* [TASK STATEMENT]
Only a number is wanted here: the count of lines in the entries below that include the word "this".

Stored items:
◆ ◆ ◆ ◆ ◆

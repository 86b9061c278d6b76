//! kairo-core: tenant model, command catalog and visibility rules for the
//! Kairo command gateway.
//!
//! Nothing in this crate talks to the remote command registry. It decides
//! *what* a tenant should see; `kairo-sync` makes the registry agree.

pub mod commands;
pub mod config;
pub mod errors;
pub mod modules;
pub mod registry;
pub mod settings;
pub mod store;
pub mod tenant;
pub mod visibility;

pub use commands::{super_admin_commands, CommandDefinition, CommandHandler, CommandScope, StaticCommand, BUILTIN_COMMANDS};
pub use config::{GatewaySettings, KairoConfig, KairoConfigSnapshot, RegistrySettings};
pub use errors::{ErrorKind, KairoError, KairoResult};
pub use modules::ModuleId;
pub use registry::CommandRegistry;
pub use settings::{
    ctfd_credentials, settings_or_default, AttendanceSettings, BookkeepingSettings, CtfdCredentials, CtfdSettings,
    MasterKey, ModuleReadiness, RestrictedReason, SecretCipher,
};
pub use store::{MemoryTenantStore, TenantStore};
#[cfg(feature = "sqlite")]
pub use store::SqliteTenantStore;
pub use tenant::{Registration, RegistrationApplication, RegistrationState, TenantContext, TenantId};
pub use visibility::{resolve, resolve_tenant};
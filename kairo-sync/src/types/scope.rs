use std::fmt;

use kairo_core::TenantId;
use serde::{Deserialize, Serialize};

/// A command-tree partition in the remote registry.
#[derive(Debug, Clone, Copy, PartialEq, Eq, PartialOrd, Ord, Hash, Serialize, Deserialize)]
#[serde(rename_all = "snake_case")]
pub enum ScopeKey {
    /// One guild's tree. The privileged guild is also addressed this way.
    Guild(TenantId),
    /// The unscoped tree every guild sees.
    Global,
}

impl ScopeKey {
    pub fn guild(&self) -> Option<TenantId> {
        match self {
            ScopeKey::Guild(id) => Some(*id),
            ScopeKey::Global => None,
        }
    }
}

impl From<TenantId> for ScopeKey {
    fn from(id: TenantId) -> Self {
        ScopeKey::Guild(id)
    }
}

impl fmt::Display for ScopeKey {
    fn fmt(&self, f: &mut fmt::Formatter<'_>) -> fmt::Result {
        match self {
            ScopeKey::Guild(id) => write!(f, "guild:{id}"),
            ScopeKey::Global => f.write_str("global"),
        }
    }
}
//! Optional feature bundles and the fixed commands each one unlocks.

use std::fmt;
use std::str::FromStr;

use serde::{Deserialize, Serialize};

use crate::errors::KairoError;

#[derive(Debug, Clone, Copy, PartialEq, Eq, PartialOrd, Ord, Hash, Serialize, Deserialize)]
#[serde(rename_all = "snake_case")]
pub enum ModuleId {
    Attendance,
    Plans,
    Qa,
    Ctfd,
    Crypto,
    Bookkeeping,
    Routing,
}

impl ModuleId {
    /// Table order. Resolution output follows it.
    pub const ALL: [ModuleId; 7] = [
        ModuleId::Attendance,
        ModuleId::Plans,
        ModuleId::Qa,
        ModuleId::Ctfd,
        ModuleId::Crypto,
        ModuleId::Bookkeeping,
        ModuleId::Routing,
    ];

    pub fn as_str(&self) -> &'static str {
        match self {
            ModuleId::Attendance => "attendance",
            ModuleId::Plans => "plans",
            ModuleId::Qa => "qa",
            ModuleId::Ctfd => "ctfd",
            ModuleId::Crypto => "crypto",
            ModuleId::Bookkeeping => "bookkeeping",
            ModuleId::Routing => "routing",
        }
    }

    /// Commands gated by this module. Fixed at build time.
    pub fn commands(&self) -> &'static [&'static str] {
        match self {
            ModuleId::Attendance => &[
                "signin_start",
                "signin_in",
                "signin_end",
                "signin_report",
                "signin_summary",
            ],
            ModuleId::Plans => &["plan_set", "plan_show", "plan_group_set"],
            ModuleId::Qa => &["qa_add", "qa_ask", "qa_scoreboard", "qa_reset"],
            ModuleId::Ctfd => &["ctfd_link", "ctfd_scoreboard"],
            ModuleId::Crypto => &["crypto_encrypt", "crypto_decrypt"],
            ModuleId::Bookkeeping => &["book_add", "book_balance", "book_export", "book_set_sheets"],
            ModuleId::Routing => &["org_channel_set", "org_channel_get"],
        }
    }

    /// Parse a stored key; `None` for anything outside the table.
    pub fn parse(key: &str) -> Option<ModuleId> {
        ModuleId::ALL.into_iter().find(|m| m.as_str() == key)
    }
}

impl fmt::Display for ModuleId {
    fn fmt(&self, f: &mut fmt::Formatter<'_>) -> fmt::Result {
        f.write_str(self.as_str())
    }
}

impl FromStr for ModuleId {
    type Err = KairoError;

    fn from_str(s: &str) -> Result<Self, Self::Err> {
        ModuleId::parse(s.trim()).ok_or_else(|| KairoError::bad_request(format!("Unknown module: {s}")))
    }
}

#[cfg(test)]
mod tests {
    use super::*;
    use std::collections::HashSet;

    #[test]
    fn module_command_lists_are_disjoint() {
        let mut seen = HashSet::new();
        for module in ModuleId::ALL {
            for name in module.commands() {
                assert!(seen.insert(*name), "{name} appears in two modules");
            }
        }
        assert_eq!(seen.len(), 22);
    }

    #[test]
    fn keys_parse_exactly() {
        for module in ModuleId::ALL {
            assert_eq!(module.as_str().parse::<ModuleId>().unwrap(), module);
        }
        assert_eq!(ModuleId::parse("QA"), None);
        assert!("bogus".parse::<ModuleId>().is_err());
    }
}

◆ ◆ ◆ ◆ ◆

* [FINISHED TASK]
3